The Six Month Flop

It’s Better to Weeble More, and Splat Less


As of 10 days ago, I have been retired from the military 1 year.


They say you know when it is time to leave, and it is a true statement. I don’t know how you know, but you do. There is no email notification, no social media post; your boss doesn’t tell you (be worried if they do); there is no surprise it’s-time-to-go party.


If I could describe it, it is an insidious feeling that starts to creep over you. You might look ahead, and see no path, or see a path that does not include the military. It may be a fleeting thought at first; just daydreaming after a frustrating day. Then the daydream is more frequent, every few months, monthly, weekly, on good days, as well as, bad days. Then you start thinking, Hmmm, I can leave in xx years, or Hey, I can leave anytime I want.

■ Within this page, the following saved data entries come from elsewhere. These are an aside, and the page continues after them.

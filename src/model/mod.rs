//! Notification data model
//!
//! [`Notification`] is the only entity. [`NewNotification`] and
//! [`UpdateNotification`] are the caller-facing inputs; [`NotificationRecord`]
//! is what the store persists before an id is attached.

pub mod notification;

pub use notification::{
    NewNotification, Notification, NotificationId, NotificationRecord, UpdateNotification,
    ValidationError,
};
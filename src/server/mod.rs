//! Notification server
//!
//! Accepts TCP connections, upgrades those addressed to the hub path to
//! WebSocket and registers them with the [`BroadcastHub`](crate::hub::BroadcastHub).

pub mod config;
mod connection;
pub mod listener;

pub use config::ServerConfig;
pub use listener::NotificationServer;
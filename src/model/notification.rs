//! Notification entity and input types

use chrono::{DateTime, SubsecRound, Utc};
use serde::{Deserialize, Serialize};
use thiserror::Error;
use uuid::Uuid;

/// Sub-second digits kept by the store (microseconds)
pub const TIMESTAMP_PRECISION: u16 = 6;

/// Opaque notification identifier
///
/// Assigned by the store at insert time and never changed afterwards.
#[derive(Debug, Clone, PartialEq, Eq, Hash, Serialize, Deserialize)]
#[serde(transparent)]
pub struct NotificationId(String);

impl NotificationId {
    /// Generate a fresh identifier
    pub fn generate() -> Self {
        Self(Uuid::new_v4().simple().to_string())
    }

    /// Borrow the identifier as a string slice
    pub fn as_str(&self) -> &str {
        &self.0
    }
}

impl std::fmt::Display for NotificationId {
    fn fmt(&self, f: &mut std::fmt::Formatter<'_>) -> std::fmt::Result {
        f.write_str(&self.0)
    }
}

impl From<String> for NotificationId {
    fn from(value: String) -> Self {
        Self(value)
    }
}

impl From<&str> for NotificationId {
    fn from(value: &str) -> Self {
        Self(value.to_string())
    }
}

/// A persisted notification
#[derive(Debug, Clone, PartialEq, Eq, Serialize, Deserialize)]
#[serde(rename_all = "camelCase")]
pub struct Notification {
    /// Store-assigned identifier
    pub id: NotificationId,
    /// Short title
    pub title: String,
    /// Body text
    pub message: String,
    /// Target recipient; `None` means everyone
    #[serde(default, skip_serializing_if = "Option::is_none")]
    pub recipient_id: Option<String>,
    /// Creation time (UTC), set once
    pub created_at: DateTime<Utc>,
    /// Read flag, only ever raised
    pub is_read: bool,
}

impl Notification {
    /// Whether this notification is addressed to `recipient_id`
    ///
    /// A `None` filter matches every notification.
    pub fn matches_recipient(&self, recipient_id: Option<&str>) -> bool {
        match recipient_id {
            Some(wanted) => self.recipient_id.as_deref() == Some(wanted),
            None => true,
        }
    }
}

/// Notification fields without an id, as handed to the store
#[derive(Debug, Clone, PartialEq, Eq)]
pub struct NotificationRecord {
    pub title: String,
    pub message: String,
    pub recipient_id: Option<String>,
    pub created_at: DateTime<Utc>,
    pub is_read: bool,
}

impl NotificationRecord {
    /// Attach a store-assigned id
    pub fn with_id(self, id: NotificationId) -> Notification {
        Notification {
            id,
            title: self.title,
            message: self.message,
            recipient_id: self.recipient_id,
            created_at: self.created_at,
            is_read: self.is_read,
        }
    }
}

impl From<&Notification> for NotificationRecord {
    fn from(n: &Notification) -> Self {
        Self {
            title: n.title.clone(),
            message: n.message.clone(),
            recipient_id: n.recipient_id.clone(),
            created_at: n.created_at,
            is_read: n.is_read,
        }
    }
}

/// Input for creating a notification
///
/// `created_at` and `is_read` are accepted so that callers can send a full
/// record, but the registry overrides them: a missing timestamp is stamped
/// with the server clock and `is_read` is always reset to `false`.
#[derive(Debug, Clone, Default, PartialEq, Eq, Serialize, Deserialize)]
#[serde(rename_all = "camelCase")]
pub struct NewNotification {
    #[serde(default)]
    pub title: String,
    #[serde(default)]
    pub message: String,
    #[serde(default)]
    pub recipient_id: Option<String>,
    #[serde(default)]
    pub created_at: Option<DateTime<Utc>>,
    #[serde(default)]
    pub is_read: bool,
}

impl NewNotification {
    /// Create an input with title and message
    pub fn new(title: impl Into<String>, message: impl Into<String>) -> Self {
        Self {
            title: title.into(),
            message: message.into(),
            ..Default::default()
        }
    }

    /// Address the notification to a recipient
    pub fn recipient(mut self, recipient_id: impl Into<String>) -> Self {
        self.recipient_id = Some(recipient_id.into());
        self
    }

    /// Supply an explicit creation time
    pub fn created_at(mut self, created_at: DateTime<Utc>) -> Self {
        self.created_at = Some(created_at);
        self
    }

    /// Check required fields
    pub fn validate(&self) -> Result<(), ValidationError> {
        validate_text(&self.title, &self.message)
    }

    /// Caller-supplied timestamp, treating the zero value as unset
    pub(crate) fn supplied_created_at(&self) -> Option<DateTime<Utc>> {
        self.created_at.filter(|ts| *ts != DateTime::<Utc>::UNIX_EPOCH)
    }
}

/// Input for a full replace of an existing notification
#[derive(Debug, Clone, Default, PartialEq, Eq, Serialize, Deserialize)]
#[serde(rename_all = "camelCase")]
pub struct UpdateNotification {
    #[serde(default)]
    pub title: String,
    #[serde(default)]
    pub message: String,
    #[serde(default)]
    pub recipient_id: Option<String>,
    #[serde(default)]
    pub is_read: bool,
}

impl UpdateNotification {
    /// Check required fields
    pub fn validate(&self) -> Result<(), ValidationError> {
        validate_text(&self.title, &self.message)
    }
}

/// Rejection reasons for notification input
#[derive(Debug, Clone, Copy, PartialEq, Eq, Error)]
pub enum ValidationError {
    #[error("title is required")]
    MissingTitle,
    #[error("message is required")]
    MissingMessage,
}

fn validate_text(title: &str, message: &str) -> Result<(), ValidationError> {
    if title.trim().is_empty() {
        return Err(ValidationError::MissingTitle);
    }
    if message.trim().is_empty() {
        return Err(ValidationError::MissingMessage);
    }
    Ok(())
}

/// Blank recipient ids mean "no recipient"
pub(crate) fn normalize_recipient(recipient_id: Option<String>) -> Option<String> {
    recipient_id.filter(|r| !r.trim().is_empty())
}

/// Borrowing form of [`normalize_recipient`] for query filters
pub(crate) fn recipient_filter(recipient_id: Option<&str>) -> Option<&str> {
    recipient_id.filter(|r| !r.trim().is_empty())
}

/// Round a timestamp down to what the store can represent
pub(crate) fn storage_timestamp(ts: DateTime<Utc>) -> DateTime<Utc> {
    ts.trunc_subsecs(TIMESTAMP_PRECISION)
}
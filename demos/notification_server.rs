//! Notification server
//!
//! Serves the notification hub over WebSocket, backed by a SQLite file.
//!
//! Usage:
//!   cargo run --example notification_server
//!
//! Configure with NOTIFY_BIND_ADDR, NOTIFY_DB_PATH, NOTIFY_HUB_PATH and
//! NOTIFY_MAX_CONNECTIONS; log level with RUST_LOG.
//!
//! Connect with any WebSocket client:
//!   websocat ws://localhost:5174/notificationHub
//!
//! and create a notification by sending:
//!   {"command":"create-notification","title":"Hello","message":"World"}

use std::sync::Arc;
use std::time::Duration;

use notify_rs::server::{NotificationServer, ServerConfig};
use tracing_subscriber::EnvFilter;

#[tokio::main]
async fn main() -> Result<(), Box<dyn std::error::Error>> {
    tracing_subscriber::fmt()
        .with_env_filter(
            EnvFilter::try_from_default_env().unwrap_or_else(|_| EnvFilter::new("notify_rs=info")),
        )
        .init();

    let config = ServerConfig::from_env();
    tracing::info!(
        addr = %config.bind_addr,
        db = %config.database_path.display(),
        "Starting notification server"
    );

    let server = NotificationServer::open(config)?;

    let hub = Arc::clone(server.hub());
    let stats = tokio::spawn(async move {
        let mut interval = tokio::time::interval(Duration::from_secs(30));
        interval.tick().await;
        loop {
            interval.tick().await;
            let stats = hub.stats().await;
            tracing::info!(
                active = stats.active_connections,
                total = stats.total_connections,
                broadcasts = stats.broadcasts,
                fanout = format!("{:.1}", stats.fanout()),
                slow = stats.slow_disconnects,
                "Hub stats"
            );
        }
    });

    server
        .run_until(async {
            let _ = tokio::signal::ctrl_c().await;
        })
        .await?;

    stats.abort();
    Ok(())
}
//! Server configuration

use std::net::SocketAddr;
use std::path::PathBuf;
use std::time::Duration;

use crate::hub::HubConfig;

/// Default listen port
pub const DEFAULT_PORT: u16 = 5174;

/// Default WebSocket path of the notification hub
pub const DEFAULT_HUB_PATH: &str = "/notificationHub";

/// Default SQLite database file
pub const DEFAULT_DATABASE_PATH: &str = "notifications.db";

/// Server configuration options
#[derive(Debug, Clone)]
pub struct ServerConfig {
    /// Address to bind to
    pub bind_addr: SocketAddr,

    /// Request path accepted for WebSocket upgrades
    pub hub_path: String,

    /// Maximum concurrent connections (0 = unlimited)
    pub max_connections: usize,

    /// Handshake must complete within this time
    pub handshake_timeout: Duration,

    /// A push not accepted by the socket within this time closes the connection
    pub send_timeout: Duration,

    /// SQLite database file
    pub database_path: PathBuf,

    /// Per-connection hub settings
    pub hub: HubConfig,
}

impl Default for ServerConfig {
    fn default() -> Self {
        Self {
            bind_addr: SocketAddr::from(([0, 0, 0, 0], DEFAULT_PORT)),
            hub_path: DEFAULT_HUB_PATH.to_string(),
            max_connections: 0, // Unlimited
            handshake_timeout: Duration::from_secs(10),
            send_timeout: Duration::from_secs(5),
            database_path: PathBuf::from(DEFAULT_DATABASE_PATH),
            hub: HubConfig::default(),
        }
    }
}

impl ServerConfig {
    /// Create a new config with custom bind address
    pub fn with_addr(addr: SocketAddr) -> Self {
        Self {
            bind_addr: addr,
            ..Default::default()
        }
    }

    /// Build a config from `NOTIFY_*` environment variables
    ///
    /// Unset variables keep their defaults; unparseable ones are logged and
    /// ignored.
    ///
    /// | Variable | Field |
    /// |---|---|
    /// | `NOTIFY_BIND_ADDR` | `bind_addr` |
    /// | `NOTIFY_DB_PATH` | `database_path` |
    /// | `NOTIFY_HUB_PATH` | `hub_path` |
    /// | `NOTIFY_MAX_CONNECTIONS` | `max_connections` |
    pub fn from_env() -> Self {
        Self::from_lookup(|key| std::env::var(key).ok())
    }

    fn from_lookup(lookup: impl Fn(&str) -> Option<String>) -> Self {
        let mut config = Self::default();

        if let Some(addr) = lookup("NOTIFY_BIND_ADDR") {
            match addr.parse() {
                Ok(addr) => config.bind_addr = addr,
                Err(e) => tracing::warn!(value = %addr, error = %e, "Ignoring NOTIFY_BIND_ADDR"),
            }
        }
        if let Some(path) = lookup("NOTIFY_DB_PATH") {
            config.database_path = PathBuf::from(path);
        }
        if let Some(path) = lookup("NOTIFY_HUB_PATH") {
            config = config.hub_path(path);
        }
        if let Some(max) = lookup("NOTIFY_MAX_CONNECTIONS") {
            match max.parse() {
                Ok(max) => config.max_connections = max,
                Err(e) => {
                    tracing::warn!(value = %max, error = %e, "Ignoring NOTIFY_MAX_CONNECTIONS")
                }
            }
        }

        config
    }

    /// Set the bind address
    pub fn bind(mut self, addr: SocketAddr) -> Self {
        self.bind_addr = addr;
        self
    }

    /// Set the hub path; a missing leading `/` is added
    pub fn hub_path(mut self, path: impl Into<String>) -> Self {
        let path = path.into();
        self.hub_path = if path.starts_with('/') {
            path
        } else {
            format!("/{path}")
        };
        self
    }

    /// Set maximum connections
    pub fn max_connections(mut self, max: usize) -> Self {
        self.max_connections = max;
        self
    }

    /// Set handshake timeout
    pub fn handshake_timeout(mut self, timeout: Duration) -> Self {
        self.handshake_timeout = timeout;
        self
    }

    /// Set send timeout
    pub fn send_timeout(mut self, timeout: Duration) -> Self {
        self.send_timeout = timeout;
        self
    }

    /// Set the database file
    pub fn database_path(mut self, path: impl Into<PathBuf>) -> Self {
        self.database_path = path.into();
        self
    }

    /// Set hub settings
    pub fn hub(mut self, hub: HubConfig) -> Self {
        self.hub = hub;
        self
    }
}
//! Client session configuration

use std::time::Duration;

/// Default hub endpoint
pub const DEFAULT_HUB_URL: &str = "ws://localhost:5174/notificationHub";

/// Client session configuration
#[derive(Debug, Clone)]
pub struct ClientConfig {
    /// WebSocket URL of the notification hub
    pub hub_url: String,

    /// Recipient whose unread notifications are fetched and bulk-marked
    pub recipient_id: Option<String>,

    /// First reconnect delay
    pub initial_backoff: Duration,

    /// Upper bound for the reconnect delay
    pub max_backoff: Duration,

    /// Handshake must complete within this time
    pub connect_timeout: Duration,
}

impl Default for ClientConfig {
    fn default() -> Self {
        Self {
            hub_url: DEFAULT_HUB_URL.to_string(),
            recipient_id: None,
            initial_backoff: Duration::from_millis(500),
            max_backoff: Duration::from_secs(30),
            connect_timeout: Duration::from_secs(10),
        }
    }
}

impl ClientConfig {
    /// Create a config for the given hub URL
    pub fn new(hub_url: impl Into<String>) -> Self {
        Self {
            hub_url: hub_url.into(),
            ..Default::default()
        }
    }

    /// Scope the unread fetch and mark-all to one recipient
    pub fn recipient(mut self, recipient_id: impl Into<String>) -> Self {
        self.recipient_id = Some(recipient_id.into());
        self
    }

    /// Set reconnect backoff bounds
    pub fn backoff(mut self, initial: Duration, max: Duration) -> Self {
        self.initial_backoff = initial;
        self.max_backoff = max.max(initial);
        self
    }

    /// Set connect timeout
    pub fn connect_timeout(mut self, timeout: Duration) -> Self {
        self.connect_timeout = timeout;
        self
    }

    /// Delay to use after `current`, doubling up to `max_backoff`
    pub fn next_backoff(&self, current: Duration) -> Duration {
        current.saturating_mul(2).min(self.max_backoff)
    }
}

I might have known earlier than many of my counterparts that my service had an expiration date, as I started my countdown 5 years out from my retirement date. My work environment was excessively mentally draining at best, if not toxic at certain times. My sanity was a few like-minded co-workers, an exceptionally understanding husband, and a strong belief in the mission. I also knew if I made rank, I would most likely only have two choices for assignment…neither which interested me.

Others may not even reach retirement age before the question, What am I doing here?, pops in their head. Maybe they came in with expectations that never materialized, a culture that they do not understand, a direction they did not choose. Perhaps they came in for the benefits and are following through with their post military college game plan. Maybe they came in with an entire career mapped out and their journey led them on another path.


For other’s the choice is not theirs. They are medically boarded or involuntarily separated. It might feel like the rug was ripped out from under them. For our Guard and Reserve brethren, they could be losing both their military and civilian jobs (e.g. injury affects both careers). These folks are getting the rug ripped out from under them, all while standing at the edge of a cliff. It can feel like the ultimate loss of control.


No matter how it goes down, the day will eventually come. For me, it was right in the midst of COVID. No fanfare, no ceremony, no party. We were all teleworking at that point, and trying to keep up, so a goodbye was a stretch. No animosity, just accepted it for what it was and moved on.